Sulla carta, un profilo interessante per la guida di qualsiasi grande testata italiana. Ma non nella realtà. Per Lucia Annunziata, ex presidentessa della Rai ed ex direttrice dell’HuffPost Italia e del Tg3, «i mezzi tradizionali nel nostro Paese sono ancora nelle mani di proprietari anziani, che amano più il controllo che l’innovazione e non si assumono rischi; inoltre, i media di gamma alta sono ancora un club esclusivo, gli editori sono chiusi al cambiamento». La nomina, però, è positiva per tutti: «È un’italiana, ma ha studiato e lavorato soprattutto all’estero.
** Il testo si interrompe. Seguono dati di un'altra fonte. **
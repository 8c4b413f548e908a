//! Process-wide configuration

use once_cell::sync::OnceCell;
use serde::{Deserialize, Serialize};
use thiserror::Error;

/// Default number of errors kept for cause recovery
pub const DEFAULT_REGISTRY_CAPACITY: usize = 100;

/// Default upper bound on captured frames per error
pub const DEFAULT_MAX_FRAMES: usize = 64;

/// Environment variable overriding [`ErrorConfig::registry_capacity`]
pub const ENV_REGISTRY_CAPACITY: &str = "CTXERR_REGISTRY_CAPACITY";

/// Environment variable overriding [`ErrorConfig::max_frames`]
pub const ENV_MAX_FRAMES: &str = "CTXERR_MAX_FRAMES";

static CONFIG: OnceCell<ErrorConfig> = OnceCell::new();

/// Tunables for error creation
#[derive(Debug, Clone, PartialEq, Eq, Serialize, Deserialize)]
#[serde(default)]
pub struct ErrorConfig {
    /// How many recently created errors stay recoverable as structured causes
    pub registry_capacity: usize,
    /// Maximum number of frames captured per error
    pub max_frames: usize,
}

impl Default for ErrorConfig {
    fn default() -> Self {
        Self {
            registry_capacity: DEFAULT_REGISTRY_CAPACITY,
            max_frames: DEFAULT_MAX_FRAMES,
        }
    }
}

/// Configuration failures
#[derive(Debug, Error)]
pub enum ConfigError {
    /// A value was out of range
    #[error("invalid value for {field}: {reason}")]
    InvalidValue {
        /// Offending field
        field: &'static str,
        /// Why it was rejected
        reason: String,
    },

    /// [`configure`] was called after the configuration was already in use
    #[error("configuration already initialized")]
    AlreadyInitialized,

    /// An environment variable could not be parsed
    #[error("failed to parse {var}={value:?}: {source}")]
    Parse {
        /// Variable name
        var: &'static str,
        /// Raw value
        value: String,
        /// Parse failure
        #[source]
        source: std::num::ParseIntError,
    },
}

impl ErrorConfig {
    /// Set the registry capacity
    #[must_use]
    pub fn with_registry_capacity(mut self, capacity: usize) -> Self {
        self.registry_capacity = capacity;
        self
    }

    /// Set the frame limit
    #[must_use]
    pub fn with_max_frames(mut self, max_frames: usize) -> Self {
        self.max_frames = max_frames;
        self
    }

    /// Read overrides from `CTXERR_*` environment variables on top of the defaults
    ///
    /// # Errors
    ///
    /// Returns [`ConfigError`] when a variable is present but unparseable or zero.
    pub fn from_env() -> Result<Self, ConfigError> {
        Self::from_lookup(|var| std::env::var(var).ok())
    }

    pub(crate) fn from_lookup(
        lookup: impl Fn(&str) -> Option<String>,
    ) -> Result<Self, ConfigError> {
        let mut config = Self::default();
        if let Some(capacity) = parse_var(ENV_REGISTRY_CAPACITY, &lookup)? {
            config.registry_capacity = capacity;
        }
        if let Some(max_frames) = parse_var(ENV_MAX_FRAMES, &lookup)? {
            config.max_frames = max_frames;
        }
        config.validate()?;
        Ok(config)
    }

    /// Check that every value is usable
    ///
    /// # Errors
    ///
    /// Returns [`ConfigError::InvalidValue`] for zero capacities.
    pub fn validate(&self) -> Result<(), ConfigError> {
        if self.registry_capacity == 0 {
            return Err(ConfigError::InvalidValue {
                field: "registry_capacity",
                reason: "must be at least 1".to_string(),
            });
        }
        if self.max_frames == 0 {
            return Err(ConfigError::InvalidValue {
                field: "max_frames",
                reason: "must be at least 1".to_string(),
            });
        }
        Ok(())
    }
}

fn parse_var(
    var: &'static str,
    lookup: &impl Fn(&str) -> Option<String>,
) -> Result<Option<usize>, ConfigError> {
    let Some(value) = lookup(var) else {
        return Ok(None);
    };
    value
        .trim()
        .parse::<usize>()
        .map(Some)
        .map_err(|source| ConfigError::Parse { var, value, source })
}

/// Install the configuration used by every subsequently created error.
///
/// Must run before the first error is created.
///
/// # Errors
///
/// Fails if the configuration is invalid or one is already in effect.
pub fn configure(config: ErrorConfig) -> Result<(), ConfigError> {
    config.validate()?;
    CONFIG
        .set(config)
        .map_err(|_| ConfigError::AlreadyInitialized)
}

/// The configuration in effect, loading it from the environment on first use
pub fn config() -> &'static ErrorConfig {
    CONFIG.get_or_init(|| {
        ErrorConfig::from_env().unwrap_or_else(|e| {
            log::warn!("ignoring ctxerr environment configuration: {e}");
            ErrorConfig::default()
        })
    })
}

#[cfg(test)]
mod tests {
    use super::*;
    use std::collections::HashMap;

    fn lookup_from(pairs: &[(&str, &str)]) -> impl Fn(&str) -> Option<String> {
        let vars: HashMap<String, String> = pairs
            .iter()
            .map(|(k, v)| ((*k).to_string(), (*v).to_string()))
            .collect();
        move |var| vars.get(var).cloned()
    }

    #[test]
    fn defaults_without_environment() {
        let config = ErrorConfig::from_lookup(lookup_from(&[])).unwrap();
        assert_eq!(config, ErrorConfig::default());
    }

    #[test]
    fn environment_overrides_defaults() {
        let config = ErrorConfig::from_lookup(lookup_from(&[
            (ENV_REGISTRY_CAPACITY, " 250 "),
            (ENV_MAX_FRAMES, "8"),
        ]))
        .unwrap();
        assert_eq!(config.registry_capacity, 250);
        assert_eq!(config.max_frames, 8);
    }

    #[test]
    fn unparseable_value_is_reported() {
        let err = ErrorConfig::from_lookup(lookup_from(&[(ENV_MAX_FRAMES, "lots")])).unwrap_err();
        assert!(matches!(err, ConfigError::Parse { var: ENV_MAX_FRAMES, .. }));
    }

    #[test]
    fn zero_capacity_is_rejected() {
        let err =
            ErrorConfig::from_lookup(lookup_from(&[(ENV_REGISTRY_CAPACITY, "0")])).unwrap_err();
        assert!(matches!(
            err,
            ConfigError::InvalidValue {
                field: "registry_capacity",
                ..
            }
        ));
        assert!(ErrorConfig::default().with_max_frames(0).validate().is_err());
    }
}
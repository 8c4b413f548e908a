//! Contextual error type
//!
//! Provides the [`Error`] entity with:
//! - ambient context captured at creation
//! - normalized structured fields (`with`, `op`)
//! - structured or opaque causes
//! - call-stack capture and a lazy multi-line printer

pub mod constructors;
pub mod display;
pub mod extensions;
pub mod keys;
pub mod logging;
pub mod macros;
pub mod merge;
pub mod printer;
pub mod report;
pub mod types;

pub use extensions::{OptionExt, ResultExt};
pub use keys::normalize_key;
pub use logging::ErrorLogger;
pub use printer::MultiLinePrinter;
pub use report::ErrorReport;
pub use types::{Cause, Error, Result};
Si tratta di un premio al percorso dei tanti giornalisti e giornaliste che si sono affermati sul mercato globale».
Una direzione che, secondo Annunziata, potrebbe essere da stimolo soprattutto per i giovani: «È importante che sia una donna, ma anche che rappresenti il simbolo del giornalista internazionale, non più legato solo al proprio Paese, tipico della sua generazione e di quelle successive. Testimonia che ci muoviamo su un terreno competitivo dove si può eccellere a prescindere da dove si è nati».
Il mercato del lavoro italiano, di contro, sembra meno aperto di quello internazionale per le donne. Quel “soffitto di cristallo” (in inglese, glass ceiling) che sovrasta la testa delle professioniste, impedendo loro l’avanzamento di carriera, è una realtà. «Si sono aperti dei buchetti – spiega la giornalista – ma per tantissimo tempo nel nostro Paese la direzione della carta stampata è stata appannaggio esclusivo degli uomini. Considerando gli insuccessi di molti giornali, potrebbero quasi pensare di nominare una figura femminile al vertice, se non altro come “esperimento”».
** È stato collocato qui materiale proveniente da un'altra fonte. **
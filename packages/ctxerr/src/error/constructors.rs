//! Error constructors and field decoration

use super::keys::{self, normalize_key};
use super::types::{Cause, Error, ErrorInner};
use crate::config::config;
use crate::registry;
use crate::stack::CallStack;
use ctxerr_context::Map;
use std::error::Error as StdError;
use std::fmt;
use std::sync::{Arc, PoisonError, RwLock};

impl Error {
    /// Create an error from a message.
    ///
    /// Errors interpolated into the message contribute their text only; use
    /// [`Error::wrap`] to keep one as the cause.
    #[inline(never)]
    #[must_use]
    pub fn new(message: impl fmt::Display) -> Self {
        let message = ctxerr_hidden::strip(&message.to_string());
        let call_stack = CallStack::capture(config().max_frames);
        Self::from_parts(message, None, keys::NEW_ERROR_TYPE, call_stack)
    }

    /// Wrap any error value.
    ///
    /// The message is the wrapped value's text. If that text embeds an error
    /// this library created and still tracks, that error becomes the
    /// structured cause; otherwise the wrapped value is kept as an opaque
    /// cause. Wrapping an [`Error`] returns it unchanged.
    #[inline(never)]
    #[must_use]
    pub fn wrap<E>(err: E) -> Self
    where
        E: Into<Box<dyn StdError + Send + Sync>>,
    {
        let type_name = std::any::type_name::<E>();
        let boxed: Box<dyn StdError + Send + Sync> = err.into();
        let boxed = match boxed.downcast::<Error>() {
            Ok(error) => return *error,
            Err(other) => other,
        };

        let text = boxed.to_string();
        let cause = match registry::resolve_cause(&text) {
            Some(tracked) => Cause::Tracked(tracked),
            None => Cause::Opaque(Arc::from(boxed)),
        };
        let call_stack = CallStack::capture(config().max_frames);
        Self::from_parts(ctxerr_hidden::strip(&text), Some(cause), type_name, call_stack)
    }

    /// Wrap an optional error; `None` stays `None`
    #[inline(never)]
    #[must_use]
    pub fn wrap_opt<E>(err: Option<E>) -> Option<Self>
    where
        E: Into<Box<dyn StdError + Send + Sync>>,
    {
        err.map(Self::wrap)
    }

    pub(crate) fn from_parts(
        message: String,
        cause: Option<Cause>,
        type_name: &str,
        call_stack: CallStack,
    ) -> Self {
        let mut data = Map::new();
        data.insert(keys::MESSAGE.to_string(), message.clone().into());
        data.insert(keys::TYPE.to_string(), type_name.into());
        data.insert(
            keys::LOCATION.to_string(),
            call_stack.innermost().to_string().into(),
        );

        let error = Self {
            inner: Arc::new(ErrorInner {
                id: registry::next_id(),
                message,
                data: RwLock::new(data),
                context: ctxerr_context::current(),
                cause,
                call_stack,
            }),
        };
        registry::register(&error);
        error
    }

    /// Set the operation label, replacing any previous one
    #[must_use]
    pub fn op(self, name: impl Into<String>) -> Self {
        let name: String = name.into();
        self.insert(keys::OP.to_string(), serde_json::Value::String(name));
        self
    }

    /// Attach a field; the key is normalized and an existing value replaced
    #[must_use]
    pub fn with(self, key: &str, value: impl Into<serde_json::Value>) -> Self {
        self.insert(normalize_key(key), value.into());
        self
    }

    fn insert(&self, key: String, value: serde_json::Value) {
        self.inner
            .data
            .write()
            .unwrap_or_else(PoisonError::into_inner)
            .insert(key, value);
    }

    /// Process-unique identity of this error
    #[must_use]
    pub fn id(&self) -> u64 {
        self.inner.id
    }

    /// The message, free of hidden markers
    #[must_use]
    pub fn message(&self) -> &str {
        &self.inner.message
    }

    /// One of this error's own fields, looked up by normalized key
    #[must_use]
    pub fn get(&self, key: &str) -> Option<serde_json::Value> {
        self.own_data().get(&normalize_key(key)).cloned()
    }

    /// Copy of this error's own fields
    #[must_use]
    pub fn own_data(&self) -> Map {
        self.inner
            .data
            .read()
            .unwrap_or_else(PoisonError::into_inner)
            .clone()
    }

    /// Ambient context captured when the error was created
    #[must_use]
    pub fn context(&self) -> &Map {
        &self.inner.context
    }

    /// Structured cause, when the wrapped error was still tracked
    #[must_use]
    pub fn cause(&self) -> Option<&Error> {
        self.inner.cause.as_ref().and_then(Cause::as_tracked)
    }

    /// Structured or opaque cause
    #[must_use]
    pub fn cause_link(&self) -> Option<&Cause> {
        self.inner.cause.as_ref()
    }

    /// Deepest structured error in the cause chain, possibly `self`
    #[must_use]
    pub fn root_cause(&self) -> &Error {
        let mut current = self;
        while let Some(cause) = current.cause() {
            current = cause;
        }
        current
    }

    /// Frames captured at creation, innermost first
    #[must_use]
    pub fn call_stack(&self) -> &CallStack {
        &self.inner.call_stack
    }
}

impl PartialEq for Error {
    fn eq(&self, other: &Self) -> bool {
        Arc::ptr_eq(&self.inner, &other.inner)
    }
}

impl Eq for Error {}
Uno scenario confermato dai dati. Secondo uno studio del 2018 dell’Ordine dei giornalisti, su un totale di 100mila iscritti, quasi il 40% erano donne. Eppure, secondo quanto riportato dall’Istituto nazionale di previdenza dei giornalisti italiani (Inpgi), nel 2017, su 306 direttori di testata, solo 65 non erano uomini. Un numero, tuttavia, falsato dalla grande quantità di direttrici di giornali minori. Guardando ai principali canali televisivi nazionali, nessuna delle prime sette emittenti ha alla guida del proprio telegiornale una donna. A rappresentare il genere femminile nel servizio pubblico, Simona Sala, a capo del GR1 di Radio Rai. Sulla carta stampata non va meglio: solo Il Manifesto, con Norma Rangeri, e La Nazione, con Agnese Pini, vantano una direttrice responsabile.
Escludere le professioniste dell’informazione (ma non solo) da ruoli apicali, secondo l’ex direttrice dell’HuffPost, danneggia anche il ricambio sociale su larga scala. «Nel giornalismo, le poche che ce la fanno sono lo specchio di un Paese che, con i suoi schemi rigidi, demotiva e deprime la cittadinanza rispetto alla possibilità di realizzarsi. In Italia, ci sono luoghi lavorativi dove, virtualmente, è come se ci fosse scritto: “Niente donne, niente ebrei, niente cani”. È sconfortante. Il fatto che un’italiana di 47 anni abbia assunto un ruolo direttivo in una realtà ben più importante di quelle nostrane, e che lo abbia fatto nel mercato del lavoro più competitivo al mondo (quello delle agenzie anglosassoni) è un’enorme pernacchia agli esponenti dei nostri rigidi club».